15 Points of Youth Liberation (Part 4)
Students of the Oakland Community School, a Black Panther Party survival program, eat free breakfasts
Welcome back to part four of Solve for Why’s series on Youth Liberation! If you aren’t caught up, go read about the background of this framework in part one. There you can also read the stories of queer found family, 15 year olds running for office, and some brilliant grassroots organizing for Palestine in a New Jersey high school. Part two and three included stories of SNCC freedom schools, girls in leadership in Rojava, and the queer youth that created STAR. The kids are brave and interdependent and full of heart and chutzpah. Then come back here for even more tales of radical kids that change the world.
Students at Black Panther schools practiced a wide variety of skills
“Students must eliminate racism and stop fighting each other. We must unite to fight the real enemy until we have education that meets the needs of all races. We support the liberation struggles of colonized people of all colors everywhere.”

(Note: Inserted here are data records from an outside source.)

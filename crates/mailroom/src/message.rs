//! Message records and the on-disk file name grammar.
//!
//! A message is identified by the file that currently holds it; renaming the
//! file moves the message between states. The file name carries all metadata:
//! `<timestamp_ms>[.<flag>]*`, where the flag tokens record each prior failed
//! attempt in order.

use crate::error::{QueueError, QueueResult};
use chrono::Utc;
use std::fmt;
use std::path::PathBuf;
use std::time::Duration;

/// A failure reason appended to a message's file name on each failed attempt.
#[derive(Debug, Clone, PartialEq, Eq, Hash)]
pub enum Flag {
    /// The handler exceeded its wall-clock ceiling.
    Timeout,
    /// The handler returned an error or panicked.
    Error,
    /// Terminal: the message is routed to the dead-letter queue (or
    /// discarded).
    Dead,
    /// Application-defined failure reason.
    Custom(String),
}

impl Flag {
    /// The on-disk token form of this flag.
    pub fn as_str(&self) -> &str {
        match self {
            Flag::Timeout => "timeout",
            Flag::Error => "error",
            Flag::Dead => "dead",
            Flag::Custom(token) => token,
        }
    }

    /// Creates an application-defined flag, rejecting tokens that would
    /// break the file name grammar.
    pub fn custom(token: impl Into<String>) -> QueueResult<Self> {
        let token = token.into();
        Self::parse_token(&token)
    }

    fn parse_token(token: &str) -> QueueResult<Self> {
        if token.is_empty() || token.contains(['.', '/', '\\']) {
            return Err(QueueError::MalformedName(format!(
                "invalid flag token: {:?}",
                token
            )));
        }
        Ok(match token {
            "timeout" => Flag::Timeout,
            "error" => Flag::Error,
            "dead" => Flag::Dead,
            _ => Flag::Custom(token.to_string()),
        })
    }
}

impl fmt::Display for Flag {
    fn fmt(&self, f: &mut fmt::Formatter<'_>) -> fmt::Result {
        f.write_str(self.as_str())
    }
}

/// Current time as milliseconds since the Unix epoch.
pub(crate) fn now_ms() -> u64 {
    Utc::now().timestamp_millis() as u64
}

/// Monotonically increasing push timestamp.
///
/// File names carry nothing but the timestamp, so two pushes stamped with
/// the same millisecond would collide in `queued/`. Each call returns at
/// least one more than the previous call, keeping names unique within the
/// process while staying plain digits.
pub(crate) fn unique_now_ms() -> u64 {
    use std::sync::atomic::{AtomicU64, Ordering};
    static LAST: AtomicU64 = AtomicU64::new(0);

    let now = now_ms();
    let mut last = LAST.load(Ordering::Relaxed);
    loop {
        let candidate = now.max(last + 1);
        match LAST.compare_exchange_weak(last, candidate, Ordering::Relaxed, Ordering::Relaxed) {
            Ok(_) => return candidate,
            Err(actual) => last = actual,
        }
    }
}

/// Encodes a file name from a timestamp and attempt history.
pub fn encode_file_name(timestamp_ms: u64, attempts: &[Flag]) -> String {
    let mut name = timestamp_ms.to_string();
    for flag in attempts {
        name.push('.');
        name.push_str(flag.as_str());
    }
    name
}

/// Parses `<timestamp_ms>[.<flag>]*` back into its parts.
pub fn parse_file_name(name: &str) -> QueueResult<(u64, Vec<Flag>)> {
    let mut tokens = name.split('.');
    let timestamp = tokens
        .next()
        .filter(|t| !t.is_empty() && t.bytes().all(|b| b.is_ascii_digit()))
        .and_then(|t| t.parse::<u64>().ok())
        .ok_or_else(|| QueueError::MalformedName(name.to_string()))?;
    let attempts = tokens
        .map(Flag::parse_token)
        .collect::<QueueResult<Vec<_>>>()
        .map_err(|_| QueueError::MalformedName(name.to_string()))?;
    Ok((timestamp, attempts))
}

/// A single unit of work, owned by whichever state directory its file
/// currently sits in.
#[derive(Debug, Clone)]
pub struct Message {
    /// Absolute location of the file that holds this message. This is the
    /// message's identity.
    pub path: PathBuf,

    /// Opaque payload bytes.
    pub payload: Vec<u8>,

    /// Creation time in milliseconds since the Unix epoch.
    pub timestamp_ms: u64,

    /// Prior failed attempts, oldest first.
    pub attempts: Vec<Flag>,
}

impl Message {
    /// Reconstructs a message from its file path and payload, recovering the
    /// timestamp and attempt history from the file name.
    pub fn from_path(path: PathBuf, payload: Vec<u8>) -> QueueResult<Self> {
        let name = path
            .file_name()
            .and_then(|n| n.to_str())
            .ok_or_else(|| QueueError::MalformedName(path.display().to_string()))?;
        let (timestamp_ms, attempts) = parse_file_name(name)?;
        Ok(Self {
            path,
            payload,
            timestamp_ms,
            attempts,
        })
    }

    /// The file name this message currently encodes to.
    pub fn file_name(&self) -> String {
        encode_file_name(self.timestamp_ms, &self.attempts)
    }

    /// The file name this message would have after one more failed attempt.
    pub fn file_name_with(&self, flag: &Flag) -> String {
        let mut name = self.file_name();
        name.push('.');
        name.push_str(flag.as_str());
        name
    }

    /// Age of this message relative to `now_ms`.
    pub fn age(&self, now_ms: u64) -> Duration {
        Duration::from_millis(now_ms.saturating_sub(self.timestamp_ms))
    }
}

10. THE END OF RACISM AND COLONIALISM IN THE UNITED STATES AND THE WORLD
Finally we’re talking about the Black Panther Party! BPP membership included youth from the beginning, with a median member age of 19 years old. Lil’ Bobby Hutton was the first Black Panther recruit, joining up at 17 after reading and resonating with the 10-point program. Panther houses were welcoming to both kids and parents, with a commitment to offering childcare, education, and family support, creating a culture where youth were in collaboration, not competition, with political organizing.
BPP kids protest to “Free Bobby, Free Huey”
Panther chapters across the United States incorporated youth into many aspects of their work. The longstanding survival program of free breakfast for kids was the center of many BPP chapters, and the last running panther activity as other forms of protest died down. The Panthers prioritized education in both their ten point program and their regular activities. In this already abundant atmosphere, the Oakland Community School still stands out. Preceded by the Children’s Houses and the Intercommunal Youth Institute, OCS was an elementary school that put Panther Point #5 into action.
We Want Education for Our People That Exposes The True Nature Of This Decadent American Society. We Want Education That Teaches Us Our True History And Our Role in the Present-Day Society.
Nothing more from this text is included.